=== WORK TO COMPLETE ===
Retype all of the data without changing a single word.

=== Saved data entries ===
//! Cache key generation and invalidation helpers.

use crate::RedisCache;
use tracing::warn;

fn build_key(parts: &[&str]) -> String {
    parts.join(":")
}

/// Keys for the dashboard series.
pub mod dashboard {
    use super::*;

    /// Key for a series whose payload does not depend on the language.
    pub fn series(name: &str) -> String {
        build_key(&["dashboard", name])
    }

    /// Key for a series that carries localized text.
    pub fn localized(name: &str, lang: &str) -> String {
        build_key(&["dashboard", name, lang])
    }

    /// Key for a series with query parameters, e.g. `months_back` or `limit`.
    pub fn with_params(name: &str, params_hash: &str) -> String {
        build_key(&["dashboard", name, params_hash])
    }

    pub fn invalidation_pattern() -> String {
        "dashboard:*".to_string()
    }
}

/// Short stable hash of query parameters for use as a key component.
pub fn hash_params<T: std::hash::Hash>(params: &T) -> String {
    use std::collections::hash_map::DefaultHasher;
    use std::hash::Hasher;

    let mut hasher = DefaultHasher::new();
    params.hash(&mut hasher);
    format!("{:x}", hasher.finish())
}

pub mod invalidate {
    use super::*;

    /// Drops every cached dashboard series.
    ///
    /// Call after any write to universities, formations, students, teachers,
    /// enrollments, exam results, scholarships or activity logs.
    pub async fn dashboard(cache: Option<&RedisCache>) {
        let Some(cache) = cache else { return };

        if let Err(e) = cache
            .invalidate_pattern(&dashboard::invalidation_pattern())
            .await
        {
            warn!(error = %e, "Failed to invalidate dashboard caches");
        }
    }
}

#[cfg(test)]
mod tests {
    use super::*;

    #[test]
    fn dashboard_keys_share_the_invalidation_prefix() {
        assert_eq!(dashboard::series("stats"), "dashboard:stats");
        assert_eq!(dashboard::localized("stat-cards", "ar"), "dashboard:stat-cards:ar");

        let pattern = dashboard::invalidation_pattern();
        let prefix = pattern.trim_end_matches('*');
        assert!(dashboard::series("success-rate").starts_with(prefix));
        assert!(dashboard::with_params("enrollment-trends", "ab12").starts_with(prefix));
    }

    #[test]
    fn params_hash_is_stable_and_distinct() {
        assert_eq!(hash_params(&12_i64), hash_params(&12_i64));
        assert_ne!(hash_params(&12_i64), hash_params(&24_i64));
    }

    #[tokio::test]
    async fn invalidate_without_cache_is_noop() {
        invalidate::dashboard(None).await;
    }
}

=== SOLUTION TO THIS PROBLEM ===
//! Cache key generation and invalidation helpers.

use crate::RedisCache;
use tracing::warn;

fn build_key(parts: &[&str]) -> String {
    parts.join(":")
}

/// Keys for the dashboard series.
pub mod dashboard {
    use super::*;

    /// Key for a series whose payload does not depend on the language.
    pub fn series(name: &str) -> String {
        build_key(&["dashboard", name])
    }

    /// Key for a series that carries localized text.
    pub fn localized(name: &str, lang: &str) -> String {
        build_key(&["dashboard", name, lang])
    }

    /// Key for a series with query parameters, e.g. `months_back` or `limit`.
    pub fn with_params(name: &str, params_hash: &str) -> String {
        build_key(&["dashboard", name, params_hash])
    }

    pub fn invalidation_pattern() -> String {
        "dashboard:*".to_string()
    }
}

/// Short stable hash of query parameters for use as a key component.
pub fn hash_params<T: std::hash::Hash>(params: &T) -> String {
    use std::collections::hash_map::DefaultHasher;
    use std::hash::Hasher;

    let mut hasher = DefaultHasher::new();
    params.hash(&mut hasher);
    format!("{:x}", hasher.finish())
}

pub mod invalidate {
    use super::*;

    /// Drops every cached dashboard series.
    ///
    /// Call after any write to universities, formations, students, teachers,
    /// enrollments, exam results, scholarships or activity logs.
    pub async fn dashboard(cache: Option<&RedisCache>) {
        let Some(cache) = cache else { return };

        if let Err(e) = cache
            .invalidate_pattern(&dashboard::invalidation_pattern())
            .await
        {
            warn!(error = %e, "Failed to invalidate dashboard caches");
        }
    }
}

#[cfg(test)]
mod tests {
    use super::*;

    #[test]
    fn dashboard_keys_share_the_invalidation_prefix() {
        assert_eq!(dashboard::series("stats"), "dashboard:stats");
        assert_eq!(dashboard::localized("stat-cards", "ar"), "dashboard:stat-cards:ar");

        let pattern = dashboard::invalidation_pattern();
        let prefix = pattern.trim_end_matches('*');
        assert!(dashboard::series("success-rate").starts_with(prefix));
        assert!(dashboard::with_params("enrollment-trends", "ab12").starts_with(prefix));
    }

    #[test]
    fn params_hash_is_stable_and_distinct() {
        assert_eq!(hash_params(&12_i64), hash_params(&12_i64));
        assert_ne!(hash_params(&12_i64), hash_params(&24_i64));
    }

    #[tokio::test]
    async fn invalidate_without_cache_is_noop() {
        invalidate::dashboard(None).await;
    }
}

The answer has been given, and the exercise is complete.